In every introductory statistics course, we learn the following estimators of the mean and variance of some distribution \(P\) from which we have \(n\) samples \(x_1, \dots, x_n\).

The first moment \(\mu_1\), i.e. the mean \(\mathbb{E}[X]\) is straightforward to estimate from samples as

\[\widehat{\mu_1} = \frac{1}{n} \sum_{i=1}^n x_i\]

For the second moment, i.e. \(\mathbb{E}_{X \sim P}[X^2]\) (this doesn’t have a standardized notation like the mean, so I’ll call it \(\mu_2\) for ‘moment 2’) we also have the straightforward estimator

\[\widehat{\mu_2} = \frac{1}{n} \sum_{i=1}^n x_i\]

But the variance $[(X - [X])^2] sometimes catches people by surprise. Naive pattern-matching would suggest its estimator would be

\[\widehat{\nu_2} = \frac{1}{n} \sum_{i=1}^n (x_i - \frac{1}{n}\sum_{i=1}^n x_i)^2\]

which is in fact wrong. Well, technically I don’t know if an estimator can be wrong as that’s a bit of a subjective judgement, but it is definitely biased and will result in you under-estimating the actual variance. There are a number of ways to show that this is wrong, but the simplest is to take \(n=1\), i.e. the case where we only have a single sample from the distribution. Then the quantity \(\frac{1}{n} \sum_{i=1}^n (x_i - \frac{1}{n}\sum_{i=1}^n x_i)^2 = 0\) no matter what the distribution we are sampling from. This is not a desirable property in an estimator, so we can safely discard the naive \(\frac{1}{n}\) factor.

We’ve shown that \(\frac{1}{n}\) is wrong, but we haven’t shown why it fundamentally should be wrong, nor have we shown that the \(\frac{1}{n-1}\) scaling factor is correct. I’ll get to the final point in a moment, but it’s worth meditating for a moment on why dividing by \(n\) isn’t the right thing to do. We take an average over measurements when we think that those measurements are, on average (pardon the redundancy), capturing the underlying quantity they are measuring. The mean estimator, for example, averages out a collection of unbiased estimates of the expected value by averaging over samples. From another perspective, the sample mean is the point that minimizes the average distance to sampled points. But this average distance from the distribution’s expected value \(\mu\) to sampled points is the variance that we want to estimate.

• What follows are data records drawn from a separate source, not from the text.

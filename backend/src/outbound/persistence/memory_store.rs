//! Process-local document store.
//!
//! Evaluates the same filter, update and pipeline language as the MongoDB
//! adapter. Documents are kept in insertion order per collection; `find`
//! returns them in ascending `_id` order like the MongoDB adapter.

use std::cmp::Ordering;
use std::collections::HashMap;
use std::sync::{Mutex, MutexGuard};

use async_trait::async_trait;
use mongodb::bson::{Bson, Document};
use pagination::PageWindow;
use tracing::debug;

use crate::domain::{Filter, Identifier};

use super::documents::{ID, identifier};
use super::pipeline::{Accumulator, Pipeline, SortOrder, Stage};
use super::query_translation::{as_number, compare_values, document_matches};
use super::store::{DocumentStore, DocumentUpdate, StoreError};

type Collections = HashMap<String, Vec<Document>>;

/// In-memory [`DocumentStore`] guarded by a mutex.
#[derive(Debug, Default)]
pub struct InMemoryDocumentStore {
    collections: Mutex<Collections>,
}

impl InMemoryDocumentStore {
    pub fn new() -> Self {
        Self::default()
    }

    fn lock(&self) -> Result<MutexGuard<'_, Collections>, StoreError> {
        self.collections
            .lock()
            .map_err(|_| StoreError::connection("in-memory store lock poisoned"))
    }

    fn snapshot(&self, collection: &str, filter: &Filter) -> Result<Vec<Document>, StoreError> {
        let guard = self.lock()?;
        Ok(guard
            .get(collection)
            .map(|documents| {
                documents
                    .iter()
                    .filter(|document| document_matches(filter, document))
                    .cloned()
                    .collect()
            })
            .unwrap_or_default())
    }
}

#[async_trait]
impl DocumentStore for InMemoryDocumentStore {
    async fn insert_one(
        &self,
        collection: &str,
        document: Document,
    ) -> Result<Identifier, StoreError> {
        let id = document
            .get_object_id(ID)
            .map_err(|_| StoreError::query("document is missing an object id"))?;
        let mut guard = self.lock()?;
        let documents = guard.entry(collection.to_owned()).or_default();
        if documents
            .iter()
            .any(|stored| stored.get_object_id(ID).is_ok_and(|existing| existing == id))
        {
            return Err(StoreError::query(format!(
                "duplicate key {id} in collection {collection}"
            )));
        }
        documents.push(document);
        Ok(identifier(id))
    }

    async fn find_one(
        &self,
        collection: &str,
        filter: &Filter,
    ) -> Result<Option<Document>, StoreError> {
        let guard = self.lock()?;
        Ok(guard.get(collection).and_then(|documents| {
            documents
                .iter()
                .find(|document| document_matches(filter, document))
                .cloned()
        }))
    }

    async fn find(
        &self,
        collection: &str,
        filter: &Filter,
        window: PageWindow,
    ) -> Result<Vec<Document>, StoreError> {
        let skip = usize::try_from(window.skip()).unwrap_or(usize::MAX);
        let take = usize::try_from(window.take()).unwrap_or(usize::MAX);
        let mut matches = self.snapshot(collection, filter)?;
        matches.sort_by(|left, right| match (left.get(ID), right.get(ID)) {
            (Some(a), Some(b)) => compare_values(a, b).unwrap_or(Ordering::Equal),
            _ => Ordering::Equal,
        });
        Ok(matches
            .into_iter()
            .skip(skip)
            .take(take)
            .collect())
    }

    async fn update_one(
        &self,
        collection: &str,
        filter: &Filter,
        update: &DocumentUpdate,
    ) -> Result<Option<Document>, StoreError> {
        let mut guard = self.lock()?;
        let Some(document) = guard.get_mut(collection).and_then(|documents| {
            documents
                .iter_mut()
                .find(|document| document_matches(filter, document))
        }) else {
            return Ok(None);
        };

        for (field, value) in update.set() {
            document.insert(field.clone(), value.clone());
        }
        for (field, value) in update.raise() {
            let raise = document
                .get(field)
                .is_none_or(|current| compare_values(value, current) == Some(Ordering::Greater));
            if raise {
                document.insert(field.clone(), value.clone());
            }
        }
        Ok(Some(document.clone()))
    }

    async fn delete_one(&self, collection: &str, filter: &Filter) -> Result<u64, StoreError> {
        let mut guard = self.lock()?;
        let Some(documents) = guard.get_mut(collection) else {
            return Ok(0);
        };
        match documents
            .iter()
            .position(|document| document_matches(filter, document))
        {
            Some(index) => {
                documents.remove(index);
                Ok(1)
            }
            None => Ok(0),
        }
    }

    async fn count(&self, collection: &str, filter: &Filter) -> Result<u64, StoreError> {
        let guard = self.lock()?;
        let matches = guard.get(collection).map_or(0, |documents| {
            documents
                .iter()
                .filter(|document| document_matches(filter, document))
                .count()
        });
        Ok(u64::try_from(matches).unwrap_or(u64::MAX))
    }

    async fn aggregate(
        &self,
        collection: &str,
        pipeline: &Pipeline,
    ) -> Result<Vec<Document>, StoreError> {
        let mut rows = self.snapshot(collection, &Filter::All)?;
        for stage in pipeline.stages() {
            rows = apply_stage(stage, rows)?;
            debug!(collection, rows = rows.len(), "in-memory pipeline stage applied");
        }
        Ok(rows)
    }
}

fn apply_stage(stage: &Stage, rows: Vec<Document>) -> Result<Vec<Document>, StoreError> {
    match stage {
        Stage::Match(filter) => Ok(rows
            .into_iter()
            .filter(|row| document_matches(filter, row))
            .collect()),
        Stage::Group { key, accumulators } => group(key, accumulators, rows),
        Stage::Sort(keys) => {
            let mut sorted = rows;
            sorted.sort_by(|left, right| compare_rows(keys, left, right));
            Ok(sorted)
        }
    }
}

fn group(
    key: &str,
    accumulators: &[(&'static str, Accumulator)],
    rows: Vec<Document>,
) -> Result<Vec<Document>, StoreError> {
    let mut groups: Vec<(Bson, Document)> = Vec::new();
    for row in rows {
        let value = row.get(key).cloned().unwrap_or(Bson::Null);
        let position = match groups.iter().position(|(existing, _)| *existing == value) {
            Some(position) => position,
            None => {
                let mut output = Document::new();
                output.insert(ID, value.clone());
                groups.push((value, output));
                groups.len() - 1
            }
        };
        let Some((_, output)) = groups.get_mut(position) else {
            return Err(StoreError::query("group index out of range"));
        };
        for (name, accumulator) in accumulators {
            accumulate(output, name, accumulator, &row)?;
        }
    }
    Ok(groups.into_iter().map(|(_, output)| output).collect())
}

fn accumulate(
    output: &mut Document,
    name: &str,
    accumulator: &Accumulator,
    row: &Document,
) -> Result<(), StoreError> {
    match accumulator {
        Accumulator::Sum(field) => {
            let addend = row.get(*field).and_then(as_number).unwrap_or(0.0);
            let running = output.get(name).and_then(as_number).unwrap_or(0.0);
            output.insert(name, running + addend);
        }
        Accumulator::Min(field) => {
            if let Some(candidate) = row.get(*field) {
                let replace = output.get(name).is_none_or(|current| {
                    compare_values(candidate, current) == Some(Ordering::Less)
                });
                if replace {
                    output.insert(name, candidate.clone());
                }
            }
        }
        Accumulator::PushRoot => {
            let entry = output
                .entry(name.to_owned())
                .or_insert_with(|| Bson::Array(Vec::new()));
            let Bson::Array(items) = entry else {
                return Err(StoreError::query(format!("group field {name} is not an array")));
            };
            items.push(Bson::Document(row.clone()));
        }
    }
    Ok(())
}

fn compare_rows(keys: &[(&'static str, SortOrder)], left: &Document, right: &Document) -> Ordering {
    for (field, order) in keys {
        let ordering = match (left.get(*field), right.get(*field)) {
            (Some(a), Some(b)) => compare_values(a, b).unwrap_or(Ordering::Equal),
            (Some(_), None) => Ordering::Greater,
            (None, Some(_)) => Ordering::Less,
            (None, None) => Ordering::Equal,
        };
        let ordering = match order {
            SortOrder::Ascending => ordering,
            SortOrder::Descending => ordering.reverse(),
        };
        if ordering != Ordering::Equal {
            return ordering;
        }
    }
    Ordering::Equal
}

#[cfg(test)]
mod tests {
    use super::*;
    use mongodb::bson::oid::ObjectId;
    use mongodb::bson::{DateTime, doc};
    use pagination::PageRequest;
    use rstest::{fixture, rstest};

    use crate::domain::ReportWindow;
    use crate::outbound::persistence::pipeline::customer_spend_report;

    const ORDERS: &str = "orders";

    fn oid(counter: u8) -> ObjectId {
        ObjectId::from_bytes([0x65, 0x90, 0, 0, 0, 0, 0, 0, 0, 0, 0, counter])
    }

    fn order(counter: u8, customer: &str, total: f64, created_millis: i64) -> Document {
        doc! {
            "_id": oid(counter),
            "customer_id": customer,
            "total_price": total,
            "created_at": DateTime::from_millis(created_millis),
        }
    }

    #[fixture]
    fn store() -> InMemoryDocumentStore {
        InMemoryDocumentStore::new()
    }

    #[rstest]
    #[tokio::test]
    async fn find_pages_in_ascending_id_order(store: InMemoryDocumentStore) {
        for counter in [7, 2, 9, 4] {
            store
                .insert_one(ORDERS, order(counter, "a", 1.0, 0))
                .await
                .expect("insert");
        }
        let first = PageRequest::new(1, 3).expect("valid request").window();
        let second = PageRequest::new(2, 3).expect("valid request").window();

        let ids = |documents: Vec<Document>| -> Vec<ObjectId> {
            documents
                .iter()
                .filter_map(|document| document.get_object_id(ID).ok())
                .collect()
        };
        let page_one = store.find(ORDERS, &Filter::All, first).await.expect("find");
        let page_two = store.find(ORDERS, &Filter::All, second).await.expect("find");
        assert_eq!(ids(page_one), vec![oid(2), oid(4), oid(7)]);
        assert_eq!(ids(page_two), vec![oid(9)]);
    }

    #[rstest]
    #[tokio::test]
    async fn insert_rejects_duplicate_ids(store: InMemoryDocumentStore) {
        store
            .insert_one(ORDERS, order(1, "a", 1.0, 0))
            .await
            .expect("first insert");
        let err = store
            .insert_one(ORDERS, order(1, "a", 1.0, 0))
            .await
            .expect_err("duplicate insert");
        assert!(err.to_string().contains("duplicate key"));
    }

    #[rstest]
    #[tokio::test]
    async fn max_never_lowers_a_field(store: InMemoryDocumentStore) {
        store
            .insert_one(ORDERS, order(1, "a", 1.0, 5_000))
            .await
            .expect("insert");
        let id = Identifier::from_bytes(oid(1).bytes());
        let update = DocumentUpdate::new(
            doc! { "customer_id": "b" },
            doc! { "created_at": DateTime::from_millis(1_000) },
        );
        let updated = store
            .update_one(ORDERS, &Filter::IdEquals(id), &update)
            .await
            .expect("update")
            .expect("document exists");
        assert_eq!(updated.get_str("customer_id").expect("customer"), "b");
        assert_eq!(
            updated.get_datetime("created_at").expect("created").timestamp_millis(),
            5_000
        );
    }

    #[rstest]
    #[tokio::test]
    async fn find_applies_window_in_insertion_order(store: InMemoryDocumentStore) {
        for counter in 1..=5 {
            store
                .insert_one(ORDERS, order(counter, "a", 1.0, 0))
                .await
                .expect("insert");
        }
        let window = pagination::PageRequest::new(2, 2).expect("valid request").window();
        let page = store
            .find(ORDERS, &Filter::All, window)
            .await
            .expect("find");
        let ids: Vec<ObjectId> = page
            .iter()
            .map(|document| document.get_object_id("_id").expect("id"))
            .collect();
        assert_eq!(ids, vec![oid(3), oid(4)]);
    }

    #[rstest]
    #[tokio::test]
    async fn report_pipeline_groups_and_ranks(store: InMemoryDocumentStore) {
        let window = ReportWindow::parse("1970-01-01", "1970-01-01").expect("valid window");
        for document in [
            order(1, "a", 50.0, 10),
            order(2, "b", 200.0, 20),
            order(3, "a", 100.0, 30),
            order(4, "c", 200.0, 40),
            order(5, "d", 999.0, 86_400_000),
        ] {
            store.insert_one(ORDERS, document).await.expect("insert");
        }

        let rows = store
            .aggregate(ORDERS, &customer_spend_report(&window))
            .await
            .expect("aggregate");
        let summary: Vec<(&str, f64, usize)> = rows
            .iter()
            .map(|row| {
                (
                    row.get_str("_id").expect("customer"),
                    row.get_f64("total").expect("total"),
                    row.get_array("orders").expect("orders").len(),
                )
            })
            .collect();
        assert_eq!(
            summary,
            vec![("b", 200.0, 1), ("c", 200.0, 1), ("a", 150.0, 2)]
        );
    }

    #[rstest]
    #[tokio::test]
    async fn delete_reports_removed_count(store: InMemoryDocumentStore) {
        store
            .insert_one(ORDERS, order(1, "a", 1.0, 0))
            .await
            .expect("insert");
        let filter = Filter::IdEquals(Identifier::from_bytes(oid(1).bytes()));
        assert_eq!(store.delete_one(ORDERS, &filter).await.expect("delete"), 1);
        assert_eq!(store.delete_one(ORDERS, &filter).await.expect("delete"), 0);
        assert_eq!(store.count(ORDERS, &Filter::All).await.expect("count"), 0);
    }
}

Consequently, if we use the sample mean to estimate the average distance between sampled points and the actual expected value of the distribution, we are going to get an under-estimate.

I’ll now show two ways of proving that the factor by which the sample variance gives an under-estimate is precisely the \(\frac{n-1}{n}\) factor that results in us needing to divide by \(n-1\) to get an unbiased estimator.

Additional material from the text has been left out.